Exercise objective:
Below are the records. Retype exactly the lines between the lines holding "driver entry points." and "on the calling", inclusive.

Excerpted data:
---*---

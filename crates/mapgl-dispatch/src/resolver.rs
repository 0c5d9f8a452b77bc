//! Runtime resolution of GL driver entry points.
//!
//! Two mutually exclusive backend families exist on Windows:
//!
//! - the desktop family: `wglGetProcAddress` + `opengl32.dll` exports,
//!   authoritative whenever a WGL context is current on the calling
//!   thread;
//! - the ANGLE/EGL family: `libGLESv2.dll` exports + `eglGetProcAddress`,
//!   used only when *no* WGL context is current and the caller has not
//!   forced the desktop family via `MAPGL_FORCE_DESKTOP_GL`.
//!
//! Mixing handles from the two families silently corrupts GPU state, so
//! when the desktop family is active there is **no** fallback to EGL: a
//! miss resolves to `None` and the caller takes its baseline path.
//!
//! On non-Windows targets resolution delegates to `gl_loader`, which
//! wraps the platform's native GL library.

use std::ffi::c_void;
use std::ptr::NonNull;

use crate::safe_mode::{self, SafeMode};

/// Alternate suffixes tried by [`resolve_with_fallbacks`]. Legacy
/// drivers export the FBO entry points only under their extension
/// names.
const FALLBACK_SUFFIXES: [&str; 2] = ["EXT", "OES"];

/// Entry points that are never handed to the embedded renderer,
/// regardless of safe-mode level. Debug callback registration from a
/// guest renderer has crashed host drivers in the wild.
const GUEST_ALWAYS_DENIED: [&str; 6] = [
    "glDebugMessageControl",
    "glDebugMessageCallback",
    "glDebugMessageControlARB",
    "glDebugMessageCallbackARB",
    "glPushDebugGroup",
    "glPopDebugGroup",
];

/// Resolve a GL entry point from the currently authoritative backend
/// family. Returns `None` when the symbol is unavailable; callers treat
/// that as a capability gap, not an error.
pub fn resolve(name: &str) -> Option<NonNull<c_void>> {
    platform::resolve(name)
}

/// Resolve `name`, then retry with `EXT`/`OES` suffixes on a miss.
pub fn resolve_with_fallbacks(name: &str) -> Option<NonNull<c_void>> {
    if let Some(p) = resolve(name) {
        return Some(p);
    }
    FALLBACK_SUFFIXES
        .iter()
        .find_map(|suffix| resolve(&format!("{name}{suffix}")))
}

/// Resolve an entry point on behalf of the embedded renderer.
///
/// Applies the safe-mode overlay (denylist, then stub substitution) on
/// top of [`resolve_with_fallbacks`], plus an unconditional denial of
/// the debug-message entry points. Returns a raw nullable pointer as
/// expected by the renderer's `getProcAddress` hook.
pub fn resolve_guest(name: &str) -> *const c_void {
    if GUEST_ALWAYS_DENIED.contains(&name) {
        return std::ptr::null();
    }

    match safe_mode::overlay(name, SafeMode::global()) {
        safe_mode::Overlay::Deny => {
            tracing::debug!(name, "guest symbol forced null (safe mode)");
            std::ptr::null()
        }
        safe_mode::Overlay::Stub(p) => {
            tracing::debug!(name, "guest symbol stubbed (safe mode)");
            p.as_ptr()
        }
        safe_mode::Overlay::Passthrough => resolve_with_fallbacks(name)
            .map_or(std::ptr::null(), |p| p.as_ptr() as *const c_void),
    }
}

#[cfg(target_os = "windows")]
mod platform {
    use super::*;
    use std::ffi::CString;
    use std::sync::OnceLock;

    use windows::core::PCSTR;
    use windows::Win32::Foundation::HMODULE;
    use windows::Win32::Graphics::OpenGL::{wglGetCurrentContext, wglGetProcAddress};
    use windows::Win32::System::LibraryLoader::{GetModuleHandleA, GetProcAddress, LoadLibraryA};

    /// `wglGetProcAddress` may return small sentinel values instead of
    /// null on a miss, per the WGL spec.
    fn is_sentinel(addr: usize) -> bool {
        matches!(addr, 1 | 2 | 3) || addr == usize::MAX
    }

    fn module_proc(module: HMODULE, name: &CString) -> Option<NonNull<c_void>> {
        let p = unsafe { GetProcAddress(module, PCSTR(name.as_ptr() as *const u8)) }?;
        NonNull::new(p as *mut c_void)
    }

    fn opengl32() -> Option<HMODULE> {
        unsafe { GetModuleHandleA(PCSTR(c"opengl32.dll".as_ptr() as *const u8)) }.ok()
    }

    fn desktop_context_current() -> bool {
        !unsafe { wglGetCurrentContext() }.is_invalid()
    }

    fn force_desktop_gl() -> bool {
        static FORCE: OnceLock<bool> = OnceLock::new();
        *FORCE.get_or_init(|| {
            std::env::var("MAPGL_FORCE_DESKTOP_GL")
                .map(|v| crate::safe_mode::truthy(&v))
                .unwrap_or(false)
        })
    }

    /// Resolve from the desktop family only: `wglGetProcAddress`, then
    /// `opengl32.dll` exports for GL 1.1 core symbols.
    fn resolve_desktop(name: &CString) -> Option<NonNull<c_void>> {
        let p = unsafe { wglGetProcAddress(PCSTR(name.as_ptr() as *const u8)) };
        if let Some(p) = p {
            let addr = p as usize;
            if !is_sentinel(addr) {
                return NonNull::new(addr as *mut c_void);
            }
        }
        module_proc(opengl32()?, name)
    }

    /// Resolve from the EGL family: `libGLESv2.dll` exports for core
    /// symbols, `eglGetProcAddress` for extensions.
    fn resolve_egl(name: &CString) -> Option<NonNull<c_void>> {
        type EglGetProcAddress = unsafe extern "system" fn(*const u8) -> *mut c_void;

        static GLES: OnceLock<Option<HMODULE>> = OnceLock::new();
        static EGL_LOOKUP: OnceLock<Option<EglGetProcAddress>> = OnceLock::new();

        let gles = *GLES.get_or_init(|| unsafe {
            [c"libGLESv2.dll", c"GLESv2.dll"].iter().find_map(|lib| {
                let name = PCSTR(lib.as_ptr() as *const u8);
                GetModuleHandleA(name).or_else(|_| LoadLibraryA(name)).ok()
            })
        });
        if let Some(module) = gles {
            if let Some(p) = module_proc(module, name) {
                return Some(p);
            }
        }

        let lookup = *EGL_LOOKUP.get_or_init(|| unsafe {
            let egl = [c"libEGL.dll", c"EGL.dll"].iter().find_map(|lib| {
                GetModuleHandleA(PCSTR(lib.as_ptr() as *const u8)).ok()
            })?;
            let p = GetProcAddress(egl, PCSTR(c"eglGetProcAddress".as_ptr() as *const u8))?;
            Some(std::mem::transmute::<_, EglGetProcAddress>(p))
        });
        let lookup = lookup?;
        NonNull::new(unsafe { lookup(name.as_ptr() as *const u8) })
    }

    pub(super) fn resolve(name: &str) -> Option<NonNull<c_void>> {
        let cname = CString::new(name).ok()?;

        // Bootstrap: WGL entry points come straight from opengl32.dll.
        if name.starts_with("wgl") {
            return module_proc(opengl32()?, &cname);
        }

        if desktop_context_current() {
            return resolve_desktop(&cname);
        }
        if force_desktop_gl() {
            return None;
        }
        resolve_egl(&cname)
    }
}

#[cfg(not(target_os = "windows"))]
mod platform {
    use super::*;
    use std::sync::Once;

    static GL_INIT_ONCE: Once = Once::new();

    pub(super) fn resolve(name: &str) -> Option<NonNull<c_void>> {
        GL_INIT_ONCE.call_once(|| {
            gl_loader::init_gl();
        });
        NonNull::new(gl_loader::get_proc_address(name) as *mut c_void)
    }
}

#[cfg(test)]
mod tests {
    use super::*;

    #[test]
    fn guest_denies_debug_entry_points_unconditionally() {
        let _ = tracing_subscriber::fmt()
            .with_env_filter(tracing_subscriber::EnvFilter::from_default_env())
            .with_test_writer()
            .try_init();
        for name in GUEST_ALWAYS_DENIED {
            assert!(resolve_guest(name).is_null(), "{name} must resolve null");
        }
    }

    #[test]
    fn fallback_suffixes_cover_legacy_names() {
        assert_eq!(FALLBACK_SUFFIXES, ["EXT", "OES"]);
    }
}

---*---

Answer to this task:
//! Runtime resolution of GL driver entry points.
//!
//! Two mutually exclusive backend families exist on Windows:
//!
//! - the desktop family: `wglGetProcAddress` + `opengl32.dll` exports,
//!   authoritative whenever a WGL context is current on the calling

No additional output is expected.